It's fast! The API is nice. But the documentation is not great. While using pandas I can just open the docs and find all functions and examples of how to use, etc. Polars felt really bare.
It's something I'd like to use in personal projects. But other data scientists would not accept using polars as it is today.
We hope to have such a clear API that once the expression language clicks, it is less needed to have the docs open constantly as it should feel natural.
I used it a month or two ago, so I don't remember specifics, but. The docs weren't unclear, they were bare compared to pandas tough. Once I found an example of how to do something I managed to do it. But a couple of times I opened a page and there was WIP message.
There's definitely a bit of unfairness in the comparison, as pandas as you say has been the standard for python for years. But that means I already know all the syntax and how the API works, so even just a method name or required params will get me a long way.

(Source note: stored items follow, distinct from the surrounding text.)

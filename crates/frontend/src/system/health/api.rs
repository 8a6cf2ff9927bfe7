use contracts::shared::health::HealthStatus;

use crate::shared::api_error::{get_json, ApiError};
use crate::shared::api_utils::api_url;

/// Backend liveness probe
pub async fn fetch_health() -> Result<HealthStatus, ApiError> {
    get_json(&api_url("/health")).await
}
pub mod home;
pub mod work_in_progress;
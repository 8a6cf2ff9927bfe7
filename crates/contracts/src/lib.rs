//! Wire types shared by the Contribuinte Console client and the remote API.

pub mod domain;
pub mod enums;
pub mod shared;
pub mod usecases;
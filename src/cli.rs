//! The Krikata command-line front end.
//!
//! Every binary is the same program around a different [`Language`]: the
//! process arguments are the program, `--grammar` prints the grammar
//! instead, and `--repl` reads programs from stdin.

use std::fmt::Display;
use std::process::ExitCode;
use std::sync::Once;

use tracing::debug;

use crate::errors::{print_report, ProgramSource, Result};
use crate::language::Language;
use crate::repl;

pub mod args;
pub mod output;

pub use args::{CliArgs, TraceFormat};
pub use output::Printer;

static TRACING_INIT: Once = Once::new();

/// Installs a stderr `fmt` subscriber when `KRIKATA_LOG` or `RUST_LOG` is
/// set. Safe to call more than once.
pub fn init_tracing() {
    TRACING_INIT.call_once(|| {
        use tracing_subscriber::{fmt, prelude::*, EnvFilter};

        let filter = match std::env::var("KRIKATA_LOG") {
            Ok(directives) => EnvFilter::new(directives),
            Err(_) if std::env::var("RUST_LOG").is_ok() => EnvFilter::from_default_env(),
            Err(_) => return,
        };
        let _ = tracing_subscriber::registry()
            .with(fmt::layer().with_writer(std::io::stderr).with_target(true))
            .with(filter)
            .try_init();
    });
}

/// Runs the command line against `language` and maps the outcome to an
/// exit code. Errors are printed, never panicked on.
pub async fn run<R: Display + 'static>(language: &Language<R>, args: CliArgs) -> ExitCode {
    init_tracing();
    let mut printer = Printer::new();

    let outcome = if args.repl {
        repl::run_repl(language, &mut printer).await
    } else {
        run_program(language, &args, &mut printer).await
    };

    match outcome {
        Ok(()) => ExitCode::SUCCESS,
        Err(error) => {
            debug!(kind = ?error.kind(), "program failed");
            if args.diagnostics {
                print_report(ProgramSource::new("program", &args.program).locate(error));
            } else if printer.error(&error).is_err() {
                eprintln!("{}", error.summary());
            }
            ExitCode::FAILURE
        }
    }
}

async fn run_program<R: Display + 'static>(
    language: &Language<R>,
    args: &CliArgs,
    printer: &mut Printer,
) -> Result<()> {
    if args.grammar {
        printer.grammar(&language.grammar())?;
        return Ok(());
    }

    printer.echo(&args.program)?;
    let parsed = language.parse_args(&args.program)?;
    if args.trace {
        printer.trace(&parsed.debug, args.trace_format)?;
    }
    let value = parsed.resolve().await?;
    printer.result(&value)?;
    Ok(())
}
//! Command-line arguments shared by every binary built on a [`Language`].
//!
//! [`Language`]: crate::language::Language

use clap::{Parser, ValueEnum};

#[derive(Debug, Parser)]
#[command(version, about = "Run a program written in a krikata command language.")]
pub struct CliArgs {
    /// Print the language's grammar and exit.
    #[arg(long)]
    pub grammar: bool,

    /// Print the parse trace before the result.
    #[arg(long)]
    pub trace: bool,

    /// How to print the parse trace.
    #[arg(long, value_enum, default_value_t = TraceFormat::Text)]
    pub trace_format: TraceFormat,

    /// Report errors with the program text and a pointer at the failing token.
    #[arg(long)]
    pub diagnostics: bool,

    /// Read programs line by line from stdin instead.
    #[arg(long)]
    pub repl: bool,

    /// The program, one token per argument.
    #[arg(trailing_var_arg = true, allow_hyphen_values = true)]
    pub program: Vec<String>,
}

#[derive(Debug, Clone, Copy, PartialEq, Eq, ValueEnum)]
pub enum TraceFormat {
    /// Plain token tree, then the type-tagged tree.
    Text,
    /// The trace as a JSON document.
    Json,
}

When I was fumbling around with polars I would have liked more examples of how to use each method/function. I mean, once the language clicks I wouldn't need it anymore. But at the start I really need that hand-holding. I'd have to reread other pages to remember simple syntax.
I used on an analysis that was taking long and it went way quicker.
And everyone uses it because it's what you do when your boss tells you "we're transforming the analytics team, you're all to become data scientists because everyone has data scientists now". You just grab whatever had the biggest mindshare on SO and in random yt tutorials. Can't blame them.
But hooo boy does pd get on my nerves.
Care to share what propriety stuff you were using?
Honestly I still feel like I'm missing some sort of larger story about the semantics of Pandas (like the "functions" explanation above), so if anyone knows of anything that made Pandas click, please let me know.
One big issue I see with Pandas is that it assumes that I want multidimensional keys represented via axes labels on some sort of grid (or hypercube). This is evident from the __getitem__ interface, which is frankly confusing. In reality, selection is the most important detail, and managing columns is just a nice-to-have. Pandas's MVP is the Series object, not DataFrame.
In article #1 in your link, "SettingWithCopy" is emblematic of the issue that happens when you allow mutability, so mutability delenda est. This is why FridgeSeal is confused below. One day I'll write a blog post about ways Pandas could be better, but in the meantime I will probably monkey patch a lot of the nonsense out.